Table 2 Pharmacokinetic parameters after single dose intranasal (IN) and intravenous (IV) administration of pure drug, lurasidone hydrochloride (LH) and lurasidone hydrochloride loaded mixed micelles (LHMM)
Fig. 7
figure 7

Plasma and brain concentrations of lurasidone hydrochloride (LH) post intranasal (IN) and intravenous (IV) administration of aqueous lurasidone hydrochloride (A-LH) dispersion and lurasidone hydrochloride-loaded mixed micelles (LHMM)

Literature reports explained that the drug given by nasal pathway can reach the brain chiefly by two passageways: by crossing BBB after achieving therapeutic levels in blood circulation or by direct passage through nasal cavity from trigeminal nerve and olfactory region evading BBB [39, 40]. Two parameters, i.e. %DTE and %DTP, prove direct brain targeting of LH through the second passageway as mentioned above. %DTE signify time average drug partitioning between blood and brain while %DTP imply drug proportion transported to the brain via olfactory and trigeminal neural pathway, directly [41]. As shown in Table 3, there was 3.6-fold (p < 0.01) and 12.3-fold (p < 0.01) increase in %DTE and %DTP, respectively. It is well reported that GL44, derived from the mixtures of mono, di and triglycerides with PEG esters of fatty acids can inhibit Pgp efflux transporters present at the cerebrovascular endothelial cell membranes for enhancing the drug bioavailability in the brain tissue [35]. This highlighted the advantage of formulating LH as LHMM for improved bioavaibility in brain using intranasal route.

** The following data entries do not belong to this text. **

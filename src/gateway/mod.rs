//! 路由
//!
//! 所有桥把消息投递到同一个队列, 路由逐条处理:
//! 校验来源 -> 改写 -> 上传附件/头像 -> 按网关配置分发到目标频道。

use std::collections::{HashMap, HashSet};
use std::sync::Arc;
use std::time::Duration;

use tokio::sync::mpsc;
use tokio_util::sync::CancellationToken;

use crate::bridge::{Bridge, BridgeClient, BridgeContext, BridgeFactory, ChannelKey, Event, Message};
use crate::config::{split_account, Config, ConfigError, GeneralConfig};

pub mod avatar_cache;
pub mod dispatch;
pub mod media;
pub mod message_map;
pub mod retry;
pub mod route;

use avatar_cache::{AvatarCache, AvatarEntry};
use dispatch::{Delivery, Dispatcher};
use media::Media;
use message_map::MessageIdMap;
use retry::RetryPolicy;
use route::Gateway;

/// 桥连接失败后的重连间隔
const RECONNECT_INITIAL: Duration = Duration::from_secs(5);
const RECONNECT_MAX: Duration = Duration::from_secs(60);

/// 一条消息的处理结果
#[derive(Debug, Clone, PartialEq, Eq)]
pub enum Dispatch {
    /// 被忽略
    Ignored(&'static str),
    /// 头像已缓存, 不分发
    Avatar,
    /// 编辑/删除找不到原消息的投递记录
    CorrelationMiss,
    /// 已交给这些目标
    Routed(Vec<ChannelKey>),
}

pub struct Router {
    general: Arc<GeneralConfig>,
    gateways: Vec<Gateway>,
    bridges: HashMap<String, Arc<Bridge>>,
    message_map: Arc<MessageIdMap>,
    media: Option<Media>,
    dispatcher: Dispatcher,
    shutdown: CancellationToken,
}

impl Router {
    /// # 根据配置创建路由和所有桥
    /// ### Arguments
    /// - `factories` 协议 => 桥的构造函数
    /// ### Return
    /// 路由和桥消息的接收端
    pub fn new(
        config: &Config,
        factories: &HashMap<String, BridgeFactory>,
        shutdown: CancellationToken,
    ) -> Result<(Router, mpsc::UnboundedReceiver<Message>), ConfigError> {
        let mut rules = config.validate(|protocol| factories.contains_key(protocol))?;
        let general = Arc::new(config.general.clone());
        let (sender, receiver) = mpsc::unbounded_channel();

        let mut bridges = HashMap::new();
        let mut accounts: Vec<String> = rules.keys().cloned().collect();
        accounts.sort();
        for account in accounts {
            let (protocol, name) =
                split_account(&account).ok_or_else(|| ConfigError::InvalidAccount(account.clone()))?;
            let factory = factories
                .get(protocol)
                .ok_or_else(|| ConfigError::UnknownProtocol(protocol.to_string()))?;
            let bridge_config = config
                .bridge(&account)
                .cloned()
                .ok_or_else(|| ConfigError::InvalidAccount(account.clone()))?;
            let avatars = Arc::new(AvatarCache::new(&account, general.avatar_reupload_on_change));
            let bridger = factory(BridgeContext {
                account: account.clone(),
                protocol: protocol.to_string(),
                general: general.clone(),
                client: BridgeClient::new(&account, protocol, sender.clone()),
                avatars: avatars.clone(),
                shutdown: shutdown.child_token(),
            });
            tracing::info!("创建桥 {}", account);
            let bridge = Bridge {
                account: account.clone(),
                protocol: protocol.to_string(),
                name: name.to_string(),
                config: bridge_config,
                rules: rules.remove(&account).unwrap_or_default(),
                avatars,
                bridger,
            };
            bridges.insert(account, Arc::new(bridge));
        }

        let gateways: Vec<Gateway> = config.enabled_gateways().map(Gateway::new).collect();
        let message_map = Arc::new(MessageIdMap::new(
            general.message_map_size,
            Duration::from_secs(general.message_map_ttl_secs),
        ));
        let media = Media::from_config(&general).map_err(|err| ConfigError::Media(format!("{:#}", err)))?;
        let dispatcher = Dispatcher::new(
            message_map.clone(),
            RetryPolicy::from_config(&general),
            shutdown.clone(),
        );
        let router = Router {
            general,
            gateways,
            bridges,
            message_map,
            media,
            dispatcher,
            shutdown,
        };
        Ok((router, receiver))
    }

    /// 替换媒体存储
    #[cfg(test)]
    pub fn with_media(mut self, media: Option<Media>) -> Self {
        self.media = media;
        self
    }

    #[cfg(test)]
    pub fn message_map(&self) -> &MessageIdMap {
        &self.message_map
    }

    #[cfg(test)]
    pub fn bridge(&self, account: &str) -> Option<&Arc<Bridge>> {
        self.bridges.get(account)
    }

    /// 每个桥在独立任务中连接, 连接失败只影响自己
    pub fn start(&self) {
        for bridge in self.bridges.values() {
            let mut channels: Vec<String> = self
                .gateways
                .iter()
                .flat_map(|gateway| gateway.channels_of(&bridge.account))
                .map(str::to_string)
                .collect();
            channels.sort();
            channels.dedup();
            tokio::spawn(supervise(bridge.clone(), channels, self.shutdown.clone()));
        }
    }

    /// # 处理队列中的消息, 直到收到关闭信号或队列关闭
    /// 退出前等待正在投递的消息, 然后断开所有桥。
    pub async fn run(&self, mut receiver: mpsc::UnboundedReceiver<Message>) {
        tracing::info!("路由启动, 网关数量: {}", self.gateways.len());
        loop {
            tokio::select! {
                biased;
                _ = self.shutdown.cancelled() => break,
                msg = receiver.recv() => match msg {
                    Some(msg) => {
                        self.process(msg).await;
                    }
                    None => break,
                },
            }
        }
        receiver.close();
        self.stop().await;
    }

    async fn stop(&self) {
        let grace = Duration::from_secs(self.general.shutdown_grace_secs);
        self.dispatcher.drain(grace).await;
        for bridge in self.bridges.values() {
            if let Err(err) = bridge.bridger.disconnect().await {
                tracing::warn!("[{}] 断开连接失败: {}", bridge.account, err);
            }
        }
        tracing::info!("路由已停止");
    }

    /// 等待已经分发的消息全部投递完成
    #[cfg(test)]
    pub async fn flush(&self) {
        self.dispatcher.flush().await;
    }

    /// # 处理一条消息
    /// 返回后消息已经交给目标的投递队列, 投递本身异步进行。
    pub async fn process(&self, mut msg: Message) -> Dispatch {
        let Some(origin) = self.bridges.get(&msg.account).cloned() else {
            tracing::warn!("收到未知桥 {} 的消息, 忽略", msg.account);
            return Dispatch::Ignored("未知的桥");
        };
        msg.channel = Bridge::normalize_channel(&msg.account, &msg.channel);

        if msg.event == Event::AvatarDownload {
            self.cache_avatar(&origin, &msg).await;
            return Dispatch::Avatar;
        }
        if let Some(reason) = route::ignore_reason(&origin, &msg) {
            tracing::debug!("[{}] 忽略 {} 的消息: {}", origin.account, msg.username, reason);
            return Dispatch::Ignored(reason);
        }

        msg.text = route::replace_text(&origin, &msg.text);
        if msg.avatar.is_none() {
            msg.avatar = origin.avatars.lookup(&msg.user_id).map(|entry| entry.url);
        }
        if msg.event != Event::Delete {
            self.upload_files(&origin, &mut msg).await;
        }

        let origin_key = ChannelKey::origin(&msg);
        let correlated = msg.event.needs_correlation();
        let mut seen = HashSet::new();
        let mut routed = vec![];
        let mut matched = false;
        for gateway in &self.gateways {
            if origin.is_api() && !msg.gateway.is_empty() && msg.gateway != gateway.name {
                continue;
            }
            if !gateway.accepts(&origin_key) {
                continue;
            }
            let known = if correlated {
                match self
                    .message_map
                    .targets(&gateway.name, &origin_key.account, &msg.id)
                    .await
                {
                    Some(targets) if !targets.is_empty() => Some(targets),
                    _ => continue,
                }
            } else {
                None
            };
            matched = true;

            let mut targets = vec![];
            for target_key in gateway.destinations(&origin_key) {
                if let Some(known) = &known {
                    if !known.contains(target_key) {
                        continue;
                    }
                }
                let Some(target) = self.bridges.get(&target_key.account) else {
                    continue;
                };
                if !route::accepts_event(target, &msg) {
                    continue;
                }
                if !seen.insert(target_key.clone()) {
                    tracing::debug!("[{}] {} 已经在其它网关中投递过, 跳过", gateway.name, target_key);
                    continue;
                }
                targets.push((target_key.clone(), target.clone()));
            }

            if !correlated && !targets.is_empty() {
                let keys: Vec<ChannelKey> = targets.iter().map(|(key, _)| key.clone()).collect();
                self.message_map
                    .open(&gateway.name, &origin_key, &msg.id, &keys)
                    .await;
            }
            for (target_key, target) in targets {
                let message = route::prepare(&self.general, &gateway.name, &origin, &target, &target_key, &msg);
                tracing::debug!(
                    "[{}] {} => {}: {}",
                    gateway.name,
                    origin_key,
                    target_key,
                    message.text
                );
                routed.push(target_key.clone());
                self.dispatcher
                    .dispatch(Delivery {
                        gateway: gateway.name.clone(),
                        origin: origin_key.clone(),
                        origin_id: msg.id.clone(),
                        target: target_key,
                        thread: route::preserve_threading(&self.general, &target),
                        bridge: target,
                        message,
                    })
                    .await;
            }
        }

        if correlated && !matched {
            tracing::warn!(
                "[{}] {} 找不到消息 {} 的投递记录, 丢弃{}",
                origin.account,
                origin_key,
                msg.id,
                msg.event
            );
            return Dispatch::CorrelationMiss;
        }
        Dispatch::Routed(routed)
    }

    /// 附件只上传一次, 之后每个目标和每次重试都复用上传结果
    ///
    /// 没有下载内容的附件向来源桥查询直接链接
    async fn upload_files(&self, origin: &Bridge, msg: &mut Message) {
        for file in msg.files_mut() {
            if file.data.is_none() && file.url.is_empty() && !file.native_id.is_empty() {
                match origin.bridger.get_file_direct_url(&file.native_id).await {
                    Some(url) => file.url = url,
                    None => tracing::warn!("[{}] 文件 {} 没有可用的链接", origin.account, file.name),
                }
                continue;
            }
            let Some(media) = &self.media else {
                continue;
            };
            if let Err(err) = media.upload(file).await {
                tracing::error!("[{}] 上传文件 {} 失败: {:?}", origin.account, file.name, err);
            }
        }
    }

    /// 头像内容没有变化时不重复上传
    async fn cache_avatar(&self, origin: &Bridge, msg: &Message) {
        for file in msg.files().filter(|file| file.avatar) {
            let Some(data) = &file.data else {
                continue;
            };
            let sha = media::short_sha(data);
            if origin.avatars.is_current(&msg.user_id, &sha) {
                tracing::debug!("[{}] 用户 {} 的头像没有变化", origin.account, msg.user_id);
                continue;
            }
            let Some(media) = &self.media else {
                tracing::debug!("[{}] 没有配置媒体服务器, 不缓存头像", origin.account);
                return;
            };
            let mut upload = file.clone();
            match media.upload(&mut upload).await {
                Ok(()) => origin.avatars.store(
                    &msg.user_id,
                    AvatarEntry {
                        sha: upload.sha,
                        url: upload.url,
                    },
                ),
                Err(err) => tracing::error!(
                    "[{}] 上传用户 {} 的头像失败: {:?}",
                    origin.account,
                    msg.user_id,
                    err
                ),
            }
        }
    }
}

/// # 连接桥并加入频道
/// 连接失败按 5s 起翻倍、最多 60s 的间隔重试, 直到成功或关闭。
async fn supervise(bridge: Arc<Bridge>, channels: Vec<String>, shutdown: CancellationToken) {
    let mut delay = RECONNECT_INITIAL;
    loop {
        let connected = tokio::select! {
            _ = shutdown.cancelled() => return,
            result = bridge.bridger.connect(&bridge.config) => result,
        };
        match connected {
            Ok(()) => break,
            Err(err) => {
                tracing::error!("[{}] 连接失败, {:?} 后重试: {}", bridge.account, delay, err);
                tokio::select! {
                    _ = shutdown.cancelled() => return,
                    _ = tokio::time::sleep(delay) => {}
                }
                delay = (delay * 2).min(RECONNECT_MAX);
            }
        }
    }
    tracing::info!("[{}] 已连接", bridge.account);
    for channel in channels {
        match bridge.bridger.join_channel(&channel).await {
            Ok(()) => tracing::info!("[{}] 加入频道 {}", bridge.account, channel),
            Err(err) => tracing::error!("[{}] 加入频道 {} 失败: {}", bridge.account, channel, err),
        }
    }
}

Table 3 Drug targeting efficiency (DTE) and drug targeting potential (DTP) following intranasal administration of pure drug, lurasidone hydrochloride (LH) and lurasidone hydrochloride-loaded mixed micelles (LHMM)

Stability studies

Stability studies of optimized LHMM at room temperature and accelerated stability conditions exhibited no significant change in micellar size as well as encapsulation efficiency post 3 months (Table 4). At accelerated stability conditions, there is possibility of collision of particles due to increased kinetic energy. However, hydrophilic PF127 like pluronic copolymers provide steric hindrance for kinetic stability as well as prevent micellar aggregation [36].

Table 4 Influence of storage condition and duration on particle size (nm) and entrapment efficiency (%EE) of optimized lurasidone hydrochloride-loaded mixed micelles (LHMM)

Conclusion

Stable lurasidone mixed micelles having 175 nm particle size and 97.8% entrapment efficiency were prepared by solvent evaporation method successfully. Optimum amount of Gelucire 44/14 and Pluronic F127 resulted in spherical, nanosized mixed lurasidone micelles by means of factorial design optimization. Mixed micelles improved the brain distribution as well as kinetics of lurasidone via intranasal route. In vitro diffusion and ex vivo permeation studies across nasal membrane showed sustained release of lurasidone hydrochloride from micelles with better permeability and brain bioavailability. Intact sheep nasal mucosa post micellar treatment exhibited the safety of formulated mixed micelles. In vivo brain distribution studies in rats emphasized the superiority of lurasidone entrapped mixed micelles for brain targeting by intranasal route than intravenous route. Nanosize of mixed micelles allowed drug to reach brain tissue via olfactory and trigeminal systems, bypassing the blood-brain barrier (BBB). In brief, intranasal delivery of lurasidone mixed micelles possess the potential to address the challenges of extensive first pass metabolism, need of food for absorption from gastrointestinal tract and less oral bioavailability of lurasidone. Hence, micellar-based polymeric systems at nanoscale are apt carriers for effective nose-to-brain delivery of lurasidone hydrochloride. These systems would definitely facilitate the clinical translation of many neurotherapeutic actives used in the treatment of psychotic disorders.